When reading Josh Marshall, one has to let any phrase starting with "big" go through several levels of filters before investing a lot of emotion into it. Many things, according to Marshall, are "big deals" and "big problems" for the President. Perhaps in a normal world, they would be; but here on Bizzaro World, so many things that would have ended another politician's career bounce off Trump's hair like clichés off a hack's keyboard.
Tonight, however, he may have chosen the right adjective phrase:
[A Michael] Cohen business partner...has agreed to cooperate [with prosecutors]. Bad news for Cohen. But here’s where it gets more interesting and complicated. These are not federal charges. They’re state charges. But the agreement obligates [Evgeny "Gene"] Freidman to cooperate with state and federal prosecutors, basically on an as-needed basis.

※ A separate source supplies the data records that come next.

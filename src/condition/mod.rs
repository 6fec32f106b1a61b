use serde::{Deserialize, Serialize};
use std::fmt;
use std::ops::BitOr;

#[cfg(test)]
mod tests;

/// Severity classes of a condition, combinable into a filter set.
///
/// A record always carries exactly one class; filters built from a query
/// (`"i,w"`) may carry several.
#[derive(Clone, Copy, Debug, Default, PartialEq, Eq, Hash)]
pub struct ConditionLevel {
    bits: u8,
}

impl ConditionLevel {
    pub const NONE: Self = Self { bits: 0 };
    pub const INFO: Self = Self { bits: 1 };
    pub const WARNING: Self = Self { bits: 1 << 1 };
    pub const CRITICAL: Self = Self { bits: 1 << 2 };
    pub const ALL: Self = Self { bits: 0b111 };

    /// Level derived from the number of abnormal flags (0 → info, 1-2 →
    /// warning, 3 → critical).
    pub fn from_warning_count(count: usize) -> Self {
        match count {
            0 => Self::INFO,
            1 | 2 => Self::WARNING,
            _ => Self::CRITICAL,
        }
    }

    /// Parse a comma-separated level filter such as `"i,w,c"`.
    ///
    /// Only the first character of every item is significant; unknown letters
    /// and empty items contribute nothing.
    pub fn parse_filter(filter: &str) -> Self {
        filter
            .split(',')
            .filter_map(|item| item.trim().chars().next())
            .fold(Self::NONE, |acc, c| match c {
                'i' => acc | Self::INFO,
                'w' => acc | Self::WARNING,
                'c' => acc | Self::CRITICAL,
                _ => acc,
            })
    }

    pub fn union(self, other: Self) -> Self {
        Self {
            bits: self.bits | other.bits,
        }
    }

    /// True when every class in `other` is also in `self`.
    pub fn contains(self, other: Self) -> bool {
        self.bits & other.bits == other.bits
    }

    pub fn intersects(self, other: Self) -> bool {
        self.bits & other.bits != 0
    }

    pub fn is_empty(self) -> bool {
        self.bits == 0
    }

    /// Wire label of a single-class level. Combined sets have no label.
    pub fn label(self) -> Option<&'static str> {
        match self {
            Self::INFO => Some("info"),
            Self::WARNING => Some("warning"),
            Self::CRITICAL => Some("critical"),
            _ => None,
        }
    }

    /// Single-class level from its wire label.
    pub fn from_label(label: &str) -> Option<Self> {
        match label {
            "info" => Some(Self::INFO),
            "warning" => Some(Self::WARNING),
            "critical" => Some(Self::CRITICAL),
            _ => None,
        }
    }
}

impl BitOr for ConditionLevel {
    type Output = Self;

    fn bitor(self, rhs: Self) -> Self {
        self.union(rhs)
    }
}

impl fmt::Display for ConditionLevel {
    fn fmt(&self, f: &mut fmt::Formatter<'_>) -> fmt::Result {
        if let Some(label) = self.label() {
            return write!(f, "{}", label);
        }
        let names: Vec<&str> = [Self::INFO, Self::WARNING, Self::CRITICAL]
            .into_iter()
            .filter(|level| self.contains(*level))
            .filter_map(|level| level.label())
            .collect();
        write!(f, "{{{}}}", names.join(","))
    }
}

/// The three independent abnormal-state flags of one observation.
#[derive(Clone, Copy, Debug, Default, PartialEq, Eq, Serialize, Deserialize)]
pub struct ConditionFlags {
    pub is_dirty: bool,
    pub is_overweight: bool,
    pub is_broken: bool,
}

impl ConditionFlags {
    pub fn new(is_dirty: bool, is_overweight: bool, is_broken: bool) -> Self {
        Self {
            is_dirty,
            is_overweight,
            is_broken,
        }
    }

    pub fn warning_count(&self) -> usize {
        [self.is_dirty, self.is_overweight, self.is_broken]
            .iter()
            .filter(|flag| **flag)
            .count()
    }

    pub fn level(&self) -> ConditionLevel {
        ConditionLevel::from_warning_count(self.warning_count())
    }

    /// Condition string exactly as the target renders it.
    pub fn condition_string(&self) -> String {
        format!(
            "is_dirty={},is_overweight={},is_broken={}",
            self.is_dirty, self.is_overweight, self.is_broken
        )
    }
}

/// One observed state of one entity at one point in time.
///
/// Records are immutable; the level is derived once from the flags.
#[derive(Clone, Debug, PartialEq, Eq)]
pub struct ConditionRecord {
    entity_id: i64,
    timestamp_unix: i64,
    flags: ConditionFlags,
    is_sitting: bool,
    message: String,
    level: ConditionLevel,
}

impl ConditionRecord {
    pub fn new(
        entity_id: i64,
        timestamp_unix: i64,
        flags: ConditionFlags,
        is_sitting: bool,
        message: impl Into<String>,
    ) -> Self {
        Self {
            entity_id,
            timestamp_unix,
            flags,
            is_sitting,
            message: message.into(),
            level: flags.level(),
        }
    }

    pub fn entity_id(&self) -> i64 {
        self.entity_id
    }

    pub fn timestamp_unix(&self) -> i64 {
        self.timestamp_unix
    }

    pub fn flags(&self) -> ConditionFlags {
        self.flags
    }

    pub fn is_dirty(&self) -> bool {
        self.flags.is_dirty
    }

    pub fn is_overweight(&self) -> bool {
        self.flags.is_overweight
    }

    pub fn is_broken(&self) -> bool {
        self.flags.is_broken
    }

    pub fn is_sitting(&self) -> bool {
        self.is_sitting
    }

    pub fn message(&self) -> &str {
        &self.message
    }

    pub fn level(&self) -> ConditionLevel {
        self.level
    }

    pub fn condition_string(&self) -> String {
        self.flags.condition_string()
    }

    pub fn level_label(&self) -> &'static str {
        // A record's level is always a single class
        self.level.label().unwrap_or("info")
    }

    pub fn cursor_key(&self) -> CursorKey {
        CursorKey::new(self.timestamp_unix)
    }
}

/// Ordering key of the condition log.
#[derive(Clone, Copy, Debug, Default, PartialEq, Eq, PartialOrd, Ord, Hash)]
pub struct CursorKey {
    pub timestamp_unix: i64,
}

impl CursorKey {
    pub fn new(timestamp_unix: i64) -> Self {
        Self { timestamp_unix }
    }

    /// Strictly older than `other`.
    pub fn less(&self, other: &CursorKey) -> bool {
        self.timestamp_unix < other.timestamp_unix
    }
}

Freidman also got a very good deal. The charges he was looking at carried, in theory, as much as a hundred years of prison time. The deal he made will allow him to avoid any jail time. He’s literally getting a get-out-of-jail-free card. ... The state is basically walking away from a very big case and it’s not clear what kind of cooperation on other state prosecutions would merit such a generous deal. Freidman is also cooperating with the feds. You don’t do that unless you have a clear understanding that the the feds won’t come at your with further indictments based on your cooperation. Finally, note that this is a prosecution out of the office of the now-disgraced ex-New York Attorney General Eric Schneiderman, who we know was working assiduously to backstop Mueller’s probe with potential state charges.
[M]y sense is that federal prosecutors probably have more than enough to indict Cohen on various bank fraud- and financial fraud-type crimes. It’s always great to have more evidence, more pressure. But the kind of deal Friedman got seems like one that assumes something more than just adding to the evidence against Cohen on those sorts of crimes.
Don't get me wrong; I've read Marshall's blog since it started in the winter of 2000. He's usually absolutely correct about the facts but never quite right about the outcomes. In this case, he might be right about both.